▸ **WHAT TO PRODUCE**:
With nothing added or dropped, output every record below exactly.

Segment Start: SUPPLIED DATA

//! CLI entrypoint for the canarystack harness.

use std::path::{Path, PathBuf};

use canarystack_core::{
    DEFAULT_LOG_PATH, DiagnosticLevel, HtmlLog, LogSink, StackConfig, StackSnapshot,
    diagnostic_level, global_html_log, report,
};
use canarystack_harness::RunReport;
use canarystack_harness::demo::{DEFAULT_PUSHES, run_demo};
use canarystack_harness::fault_oracle::{InjectedFault, inject};
use canarystack_harness::structured_log::{
    ArtifactIndex, LogEmitter, LogEntry, LogLevel, Outcome,
};
use canarystack_harness::verify::run_verification;
use clap::{Parser, Subcommand};

/// Integrity-checked stack tooling.
#[derive(Debug, Parser)]
#[command(name = "canarystack-harness")]
#[command(about = "Demo, fault injection and verification for canarystack")]
struct Cli {
    #[command(subcommand)]
    command: Command,
}

#[derive(Debug, Subcommand)]
enum Command {
    /// Push a run of values, dump, clear, dump again.
    Demo {
        /// Diagnostic level (`none|level1|level2|level3`); defaults to
        /// `CANARYSTACK_LEVEL` or the build default.
        #[arg(long)]
        level: Option<String>,
        /// Number of pushes.
        #[arg(long, default_value_t = DEFAULT_PUSHES)]
        pushes: usize,
        /// HTML log path; the process-wide `log.html` when omitted.
        #[arg(long)]
        log: Option<PathBuf>,
        /// Optional JSONL event log path.
        #[arg(long)]
        jsonl: Option<PathBuf>,
    },
    /// Trigger one misuse or corruption and dump the result.
    Inject {
        /// Condition to trigger.
        #[arg(long, value_enum)]
        fault: InjectedFault,
        /// Diagnostic level.
        #[arg(long)]
        level: Option<String>,
        /// HTML log path.
        #[arg(long, default_value = "log.html")]
        log: PathBuf,
    },
    /// Run the fault oracle, the growth walkthrough and a random sequence.
    Verify {
        /// Diagnostic level.
        #[arg(long)]
        level: Option<String>,
        /// Sequence seed (decimal or 0x...).
        #[arg(long, default_value = "0x5EED")]
        seed: String,
        /// Sequence length.
        #[arg(long, default_value_t = 2_000)]
        steps: u32,
        /// Output report path (markdown; JSON written next to it).
        #[arg(long)]
        report: Option<PathBuf>,
    },
}

fn main() -> Result<(), Box<dyn std::error::Error>> {
    let cli = Cli::parse();

    match cli.command {
        Command::Demo {
            level,
            pushes,
            log,
            jsonl,
        } => {
            let level = resolve_level(level.as_deref());
            let run_id = format!("demo-{level}");
            let mut emitter = match &jsonl {
                Some(path) => LogEmitter::to_file(path, &run_id)?,
                None => LogEmitter::discard(&run_id),
            };
            let config = StackConfig::with_level(level);
            let (run, log) = match log {
                Some(path) => {
                    let mut sink = HtmlLog::to_file(&path);
                    let run = run_demo(config, pushes, &mut sink, &mut emitter)?;
                    if let Some(err) = sink.take_error() {
                        return Err(err.into());
                    }
                    (run, path)
                }
                None => {
                    let mut sink = global_html_log().lock();
                    let run = run_demo(config, pushes, &mut *sink, &mut emitter)?;
                    if let Some(err) = sink.take_error() {
                        return Err(err.into());
                    }
                    (run, PathBuf::from(DEFAULT_LOG_PATH))
                }
            };

            for snapshot in &run.snapshots {
                print_snapshot(snapshot);
            }
            let mut index = ArtifactIndex::new(&run_id);
            index.add_file(&log, "html_log")?;
            if let Some(path) = &jsonl {
                index.add_file(path, "jsonl_events")?;
            }
            println!("{}", index.to_json()?);

            if let Some(fault) = run.fault {
                return Err(format!("demo stopped: {fault} ({})", fault.name()).into());
            }
        }
        Command::Inject { fault, level, log } => {
            let level = resolve_level(level.as_deref());
            let stack = inject(fault, StackConfig::with_level(level));
            let mut sink = HtmlLog::to_file(&log);
            let snapshot = report(&stack, &mut sink);
            if sink.is_open() {
                sink.close();
            }
            if let Some(err) = sink.take_error() {
                return Err(err.into());
            }
            print_snapshot(&snapshot);

            let expected = fault.expected(level);
            let outcome = if stack.fault() == expected {
                Outcome::Pass
            } else {
                Outcome::Fail
            };
            let trace_id = format!("canarystack::inject::{fault}");
            let entry = LogEntry::new(trace_id, LogLevel::Info, "inject")
                .with_operation(fault.name())
                .with_stack(&stack)
                .with_outcome(outcome);
            println!("{}", entry.to_jsonl()?);
            if stack.fault() != expected {
                return Err(format!(
                    "{fault}@{level}: expected {expected:?}, latched {:?}",
                    stack.fault()
                )
                .into());
            }
        }
        Command::Verify {
            level,
            seed,
            steps,
            report: report_path,
        } => {
            let level = resolve_level(level.as_deref());
            let seed = parse_seed(&seed)?;
            eprintln!("Verifying at {level} (seed={seed:#x}, steps={steps})");

            let summary = run_verification(level, seed, steps);
            let mut report_doc = RunReport::new(level.as_str(), seed, summary);

            eprintln!(
                "Verification complete: total={}, passed={}, failed={}",
                report_doc.summary.total, report_doc.summary.passed, report_doc.summary.failed
            );

            if let Some(report_path) = report_path {
                write_report(&mut report_doc, &report_path)?;
            } else {
                print!("{}", report_doc.to_markdown());
            }

            if !report_doc.summary.all_passed() {
                return Err("canarystack verification failed".into());
            }
        }
    }

    Ok(())
}

fn resolve_level(raw: Option<&str>) -> DiagnosticLevel {
    raw.map_or_else(diagnostic_level, DiagnosticLevel::from_str_loose)
}

fn print_snapshot(snapshot: &StackSnapshot) {
    for (line, _) in snapshot.lines() {
        println!("{line}");
    }
}

fn write_report(report_doc: &mut RunReport, path: &Path) -> Result<(), Box<dyn std::error::Error>> {
    eprintln!("Writing report to {}", path.display());
    std::fs::write(path, report_doc.to_markdown())?;
    let mut index = ArtifactIndex::new(format!("verify-{}", report_doc.level));
    index.add_file(path, "markdown_report")?;
    report_doc.artifacts = index.artifacts;

    let json_path = path.with_extension("json");
    std::fs::write(&json_path, report_doc.to_json())?;
    Ok(())
}

fn parse_seed(raw: &str) -> Result<u64, Box<dyn std::error::Error>> {
    let s = raw.trim();
    let seed = if let Some(hex) = s.strip_prefix("0x").or_else(|| s.strip_prefix("0X")) {
        let hex = hex.replace('_', "");
        u64::from_str_radix(&hex, 16)?
    } else {
        let dec = s.replace('_', "");
        dec.parse::<u64>()?
    };
    Ok(seed)
}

Segment End: SUPPLIED DATA

▸ **SOLUTION FOR THIS PROBLEM**:
//! CLI entrypoint for the canarystack harness.

use std::path::{Path, PathBuf};

use canarystack_core::{
    DEFAULT_LOG_PATH, DiagnosticLevel, HtmlLog, LogSink, StackConfig, StackSnapshot,
    diagnostic_level, global_html_log, report,
};
use canarystack_harness::RunReport;
use canarystack_harness::demo::{DEFAULT_PUSHES, run_demo};
use canarystack_harness::fault_oracle::{InjectedFault, inject};
use canarystack_harness::structured_log::{
    ArtifactIndex, LogEmitter, LogEntry, LogLevel, Outcome,
};
use canarystack_harness::verify::run_verification;
use clap::{Parser, Subcommand};

/// Integrity-checked stack tooling.
#[derive(Debug, Parser)]
#[command(name = "canarystack-harness")]
#[command(about = "Demo, fault injection and verification for canarystack")]
struct Cli {
    #[command(subcommand)]
    command: Command,
}

#[derive(Debug, Subcommand)]
enum Command {
    /// Push a run of values, dump, clear, dump again.
    Demo {
        /// Diagnostic level (`none|level1|level2|level3`); defaults to
        /// `CANARYSTACK_LEVEL` or the build default.
        #[arg(long)]
        level: Option<String>,
        /// Number of pushes.
        #[arg(long, default_value_t = DEFAULT_PUSHES)]
        pushes: usize,
        /// HTML log path; the process-wide `log.html` when omitted.
        #[arg(long)]
        log: Option<PathBuf>,
        /// Optional JSONL event log path.
        #[arg(long)]
        jsonl: Option<PathBuf>,
    },
    /// Trigger one misuse or corruption and dump the result.
    Inject {
        /// Condition to trigger.
        #[arg(long, value_enum)]
        fault: InjectedFault,
        /// Diagnostic level.
        #[arg(long)]
        level: Option<String>,
        /// HTML log path.
        #[arg(long, default_value = "log.html")]
        log: PathBuf,
    },
    /// Run the fault oracle, the growth walkthrough and a random sequence.
    Verify {
        /// Diagnostic level.
        #[arg(long)]
        level: Option<String>,
        /// Sequence seed (decimal or 0x...).
        #[arg(long, default_value = "0x5EED")]
        seed: String,
        /// Sequence length.
        #[arg(long, default_value_t = 2_000)]
        steps: u32,
        /// Output report path (markdown; JSON written next to it).
        #[arg(long)]
        report: Option<PathBuf>,
    },
}

fn main() -> Result<(), Box<dyn std::error::Error>> {
    let cli = Cli::parse();

    match cli.command {
        Command::Demo {
            level,
            pushes,
            log,
            jsonl,
        } => {
            let level = resolve_level(level.as_deref());
            let run_id = format!("demo-{level}");
            let mut emitter = match &jsonl {
                Some(path) => LogEmitter::to_file(path, &run_id)?,
                None => LogEmitter::discard(&run_id),
            };
            let config = StackConfig::with_level(level);
            let (run, log) = match log {
                Some(path) => {
                    let mut sink = HtmlLog::to_file(&path);
                    let run = run_demo(config, pushes, &mut sink, &mut emitter)?;
                    if let Some(err) = sink.take_error() {
                        return Err(err.into());
                    }
                    (run, path)
                }
                None => {
                    let mut sink = global_html_log().lock();
                    let run = run_demo(config, pushes, &mut *sink, &mut emitter)?;
                    if let Some(err) = sink.take_error() {
                        return Err(err.into());
                    }
                    (run, PathBuf::from(DEFAULT_LOG_PATH))
                }
            };

            for snapshot in &run.snapshots {
                print_snapshot(snapshot);
            }
            let mut index = ArtifactIndex::new(&run_id);
            index.add_file(&log, "html_log")?;
            if let Some(path) = &jsonl {
                index.add_file(path, "jsonl_events")?;
            }
            println!("{}", index.to_json()?);

            if let Some(fault) = run.fault {
                return Err(format!("demo stopped: {fault} ({})", fault.name()).into());
            }
        }
        Command::Inject { fault, level, log } => {
            let level = resolve_level(level.as_deref());
            let stack = inject(fault, StackConfig::with_level(level));
            let mut sink = HtmlLog::to_file(&log);
            let snapshot = report(&stack, &mut sink);
            if sink.is_open() {
                sink.close();
            }
            if let Some(err) = sink.take_error() {
                return Err(err.into());
            }
            print_snapshot(&snapshot);

            let expected = fault.expected(level);
            let outcome = if stack.fault() == expected {
                Outcome::Pass
            } else {
                Outcome::Fail
            };
            let trace_id = format!("canarystack::inject::{fault}");
            let entry = LogEntry::new(trace_id, LogLevel::Info, "inject")
                .with_operation(fault.name())
                .with_stack(&stack)
                .with_outcome(outcome);
            println!("{}", entry.to_jsonl()?);
            if stack.fault() != expected {
                return Err(format!(
                    "{fault}@{level}: expected {expected:?}, latched {:?}",
                    stack.fault()
                )
                .into());
            }
        }
        Command::Verify {
            level,
            seed,
            steps,
            report: report_path,
        } => {
            let level = resolve_level(level.as_deref());
            let seed = parse_seed(&seed)?;
            eprintln!("Verifying at {level} (seed={seed:#x}, steps={steps})");

            let summary = run_verification(level, seed, steps);
            let mut report_doc = RunReport::new(level.as_str(), seed, summary);

            eprintln!(
                "Verification complete: total={}, passed={}, failed={}",
                report_doc.summary.total, report_doc.summary.passed, report_doc.summary.failed
            );

            if let Some(report_path) = report_path {
                write_report(&mut report_doc, &report_path)?;
            } else {
                print!("{}", report_doc.to_markdown());
            }

            if !report_doc.summary.all_passed() {
                return Err("canarystack verification failed".into());
            }
        }
    }

    Ok(())
}

fn resolve_level(raw: Option<&str>) -> DiagnosticLevel {
    raw.map_or_else(diagnostic_level, DiagnosticLevel::from_str_loose)
}

fn print_snapshot(snapshot: &StackSnapshot) {
    for (line, _) in snapshot.lines() {
        println!("{line}");
    }
}

fn write_report(report_doc: &mut RunReport, path: &Path) -> Result<(), Box<dyn std::error::Error>> {
    eprintln!("Writing report to {}", path.display());
    std::fs::write(path, report_doc.to_markdown())?;
    let mut index = ArtifactIndex::new(format!("verify-{}", report_doc.level));
    index.add_file(path, "markdown_report")?;
    report_doc.artifacts = index.artifacts;

    let json_path = path.with_extension("json");
    std::fs::write(&json_path, report_doc.to_json())?;
    Ok(())
}

fn parse_seed(raw: &str) -> Result<u64, Box<dyn std::error::Error>> {
    let s = raw.trim();
    let seed = if let Some(hex) = s.strip_prefix("0x").or_else(|| s.strip_prefix("0X")) {
        let hex = hex.replace('_', "");
        u64::from_str_radix(&hex, 16)?
    } else {
        let dec = s.replace('_', "");
        dec.parse::<u64>()?
    };
    Ok(seed)
}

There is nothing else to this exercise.